There have been four waves of financial crisis in the last thirty years. Each wave involved the failure of a significant number of banks in three, four, or more countries at about the same time. Moreover, the prices of the currencies of most these countries that were impacted in each wave declined, and many of the borrowers defaulted on their liabilities denominated in the U.S. dollar, the Euro, or some other foreign currency.

Mexico and ten other developing countries were engulfed in the first wave in 1982. Japan and several of the Nordic countries were the casualties in the second wave in the early 1990s. The Asian Financial Crisis that began in the summer of 1987 was the third in the series. The real estate busts in the United States, Britain, Iceland, Spain, and Ireland in 2008 were components of the fourth wave.

Each country that experienced a banking crisis had an economic boom in the several years before the crisis. Moreover each of these had also experienced an investment inflow, which led to an increase in the price of securities in the country and an increase in the price of its currency in the absence of intervention and a commitment to limit the increase in the price of the currency.

One of the unique features of this period is that ninety percent of the countries that had banking crisis also had a currency crisis at the same time. And every country that had a currency crisis had a banking crisis, which became more severe because the sharp decline in the price of each currency led to significant increase in the domestic equivalent of the liabilities denominated in a foreign currency.

Banking crisis have occurred when currencies had parities in terms of gold, and when countries like Spain and Ireland were members of a monetary union.

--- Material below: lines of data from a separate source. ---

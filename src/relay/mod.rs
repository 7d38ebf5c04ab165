//! Forwarding of Windows launch requests to the virtualized guest.
//!
//! ```text
//! omnilaunch :win:C:\App.exe
//!     │  "RUN C:\App.exe"   (listen socket)
//!     ▼
//! omnilaunch-relayd
//!     │  "C:\App.exe\n"     (guest socket)
//!     ▼
//! Windows agent
//! ```

mod client;
mod daemon;
mod protocol;

pub use client::send_command;
pub use daemon::{RelayDaemon, forward};
pub use protocol::{AgentCommand, RUN_VERB};
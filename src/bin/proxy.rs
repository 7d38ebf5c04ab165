//! omnilaunch-proxy - static indirection loader executed inside the sandbox root.
//!
//! Usage: `omnilaunch-proxy <target> [args...]`

use miette::Result;

use omnilaunch::loader;

fn main() -> Result<()> {
    match loader::exec_target(std::env::args_os().collect())? {}
}
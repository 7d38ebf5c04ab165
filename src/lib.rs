//! omnilaunch - run binaries built for foreign environments on one Linux host.
//!
//! The first command-line argument selects the backend through a prefix tag:
//! `:deb:` binaries from another distribution run in a private mount namespace
//! chrooted into a foreign root, `:win:` executables are forwarded to a
//! Windows guest through the relay daemon, `:flat:` and `:app:` start Flatpak
//! applications and AppImages, and anything else runs on the host.
//!
//! # Platform Requirements
//!
//! - Linux with mount namespaces
//! - root privileges (usually via `sudo`) for sandboxed launches
//! - a statically linked `omnilaunch-proxy` inside the sandbox root
//!
//! # Example
//!
//! ```no_run
//! use omnilaunch::router::{self, LaunchRequest};
//! use omnilaunch::sandbox::{Environment, HostSyscalls};
//! use omnilaunch::LauncherConfig;
//!
//! fn main() -> miette::Result<()> {
//!     let config = LauncherConfig::default();
//!     let request = LaunchRequest::parse(":deb:/usr/bin/vlc", vec![])?;
//!
//!     // Replaces the process image on success.
//!     router::route(&request, &config, &mut HostSyscalls::new(), Environment::from_current())?;
//!     Ok(())
//! }
//! ```

pub mod config;
pub mod error;
pub mod loader;
pub mod relay;
pub mod router;
pub mod sandbox;
pub mod system;

// Re-export commonly used types
pub use config::{LauncherConfig, RelayConfig};
pub use error::{Error, Result};
pub use router::{Backend, Dispatch, LaunchRequest};
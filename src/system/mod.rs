//! Preflight validation.
//!
//! This module checks that the host is set up for sandboxed launches: the
//! sandbox root and the proxy loader exist and the launcher has the
//! privileges `unshare`, `mount` and `chroot` need.

mod requirements;

pub use requirements::{Preflight, check_all, check_loader, check_privileges, check_sandbox_root};
//! Launch request parsing and backend classification.

use std::fmt;

use crate::error::RouteError;

/// Execution backend selected by the target's prefix tag.
#[derive(Debug, Clone, Copy, PartialEq, Eq)]
pub enum Backend {
    /// Host binary, absolute or resolved through `PATH`. Default when no tag matches.
    Native,
    /// `:deb:` binary run inside the mount-namespace sandbox.
    ForeignLinux,
    /// `:win:` executable forwarded to the relay daemon.
    Windows,
    /// `:flat:` application id run through flatpak.
    Flatpak,
    /// `:app:` AppImage executed directly.
    AppImage,
}

impl Backend {
    /// Tagged backends with their prefixes.
    pub const TAGGED: [(Backend, &'static str); 4] = [
        (Backend::ForeignLinux, ":deb:"),
        (Backend::Windows, ":win:"),
        (Backend::Flatpak, ":flat:"),
        (Backend::AppImage, ":app:"),
    ];

    /// Prefix tag of the backend, `None` for [`Backend::Native`].
    #[must_use]
    pub fn tag(self) -> Option<&'static str> {
        Self::TAGGED
            .iter()
            .find(|(backend, _)| *backend == self)
            .map(|(_, tag)| *tag)
    }

    /// Splits `raw` into its backend and the tag-stripped target.
    #[must_use]
    pub fn classify(raw: &str) -> (Backend, &str) {
        Self::TAGGED
            .iter()
            .find_map(|(backend, tag)| raw.strip_prefix(tag).map(|rest| (*backend, rest)))
            .unwrap_or((Backend::Native, raw))
    }

    #[must_use]
    pub fn name(self) -> &'static str {
        match self {
            Self::Native => "native",
            Self::ForeignLinux => "foreign-linux",
            Self::Windows => "windows",
            Self::Flatpak => "flatpak",
            Self::AppImage => "appimage",
        }
    }
}

impl fmt::Display for Backend {
    fn fmt(&self, f: &mut fmt::Formatter<'_>) -> fmt::Result {
        f.write_str(self.name())
    }
}

/// One parsed invocation. Immutable after parsing.
#[derive(Debug, Clone, PartialEq, Eq)]
pub struct LaunchRequest {
    raw: String,
    backend: Backend,
    target: String,
    args: Vec<String>,
}

impl LaunchRequest {
    /// Parses the first command-line argument and the arguments after it.
    ///
    /// # Errors
    ///
    /// - `RouteError::MissingTarget` if `raw` is empty
    /// - `RouteError::EmptyTarget` if a tag is followed by nothing
    pub fn parse(raw: impl Into<String>, args: Vec<String>) -> Result<Self, RouteError> {
        let raw = raw.into();
        let (backend, target) = Backend::classify(&raw);

        if target.is_empty() {
            return Err(match backend.tag() {
                Some(tag) => RouteError::EmptyTarget { tag },
                None => RouteError::MissingTarget,
            });
        }

        let target = target.to_string();
        Ok(Self {
            raw,
            backend,
            target,
            args,
        })
    }

    /// First argument exactly as given.
    #[must_use]
    pub fn raw(&self) -> &str {
        &self.raw
    }

    #[must_use]
    pub fn backend(&self) -> Backend {
        self.backend
    }

    /// Target with the tag stripped.
    #[must_use]
    pub fn target(&self) -> &str {
        &self.target
    }

    /// Residual arguments, in order.
    #[must_use]
    pub fn args(&self) -> &[String] {
        &self.args
    }
}

#[cfg(test)]
mod tests {
    use super::*;

    #[test]
    fn test_tagged_backends() {
        let cases = [
            (":deb:/usr/bin/vlc", Backend::ForeignLinux, "/usr/bin/vlc"),
            (":win:C:\\App.exe", Backend::Windows, "C:\\App.exe"),
            (":flat:org.gimp.GIMP", Backend::Flatpak, "org.gimp.GIMP"),
            (":app:/opt/Gimp.AppImage", Backend::AppImage, "/opt/Gimp.AppImage"),
        ];

        for (raw, backend, target) in cases {
            let request = LaunchRequest::parse(raw, vec![]).expect("should parse");
            assert_eq!(request.backend(), backend, "{raw}");
            assert_eq!(request.target(), target, "{raw}");
            assert_eq!(request.raw(), raw);
        }
    }

    #[test]
    fn test_untagged_is_native() {
        for raw in ["/usr/bin/gedit", "gedit", ":unknown:/bin/sh", "deb:/bin/sh", ":DEB:/x"] {
            let request = LaunchRequest::parse(raw, vec![]).expect("should parse");
            assert_eq!(request.backend(), Backend::Native, "{raw}");
            assert_eq!(request.target(), raw);
        }
    }

    #[test]
    fn test_residual_args_preserved() {
        let args = vec!["-y".to_string(), "install".to_string(), "vim".to_string()];
        let request = LaunchRequest::parse(":deb:/usr/bin/apt", args.clone()).expect("parse");
        assert_eq!(request.args(), args.as_slice());
    }

    #[test]
    fn test_empty_tagged_target() {
        let err = LaunchRequest::parse(":deb:", vec![]).expect_err("should fail");
        assert!(matches!(err, RouteError::EmptyTarget { tag: ":deb:" }));
    }

    #[test]
    fn test_empty_untagged_target() {
        let err = LaunchRequest::parse("", vec![]).expect_err("should fail");
        assert!(matches!(err, RouteError::MissingTarget));
        assert_eq!(err.to_string(), "empty launch target");
    }

    #[test]
    fn test_tag_round_trip() {
        assert_eq!(Backend::Native.tag(), None);
        for (backend, tag) in Backend::TAGGED {
            assert_eq!(backend.tag(), Some(tag));
        }
    }
}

Nevertheless these crisis have been more frequent and more severe when currencies have been floating because the economic booms stimulated by the investment inflows led to increases in the anticipated rates of return on investments in these countries and even further inflows.

Robert Aliber highlights the impact of surges in the cross border investment flows on the prices of securities and the prices of currencies and their contribution to the economic booms that precede the banking crisis. His analysis provides an explanation of why these crisis are more frequent and more severe when currencies float freely.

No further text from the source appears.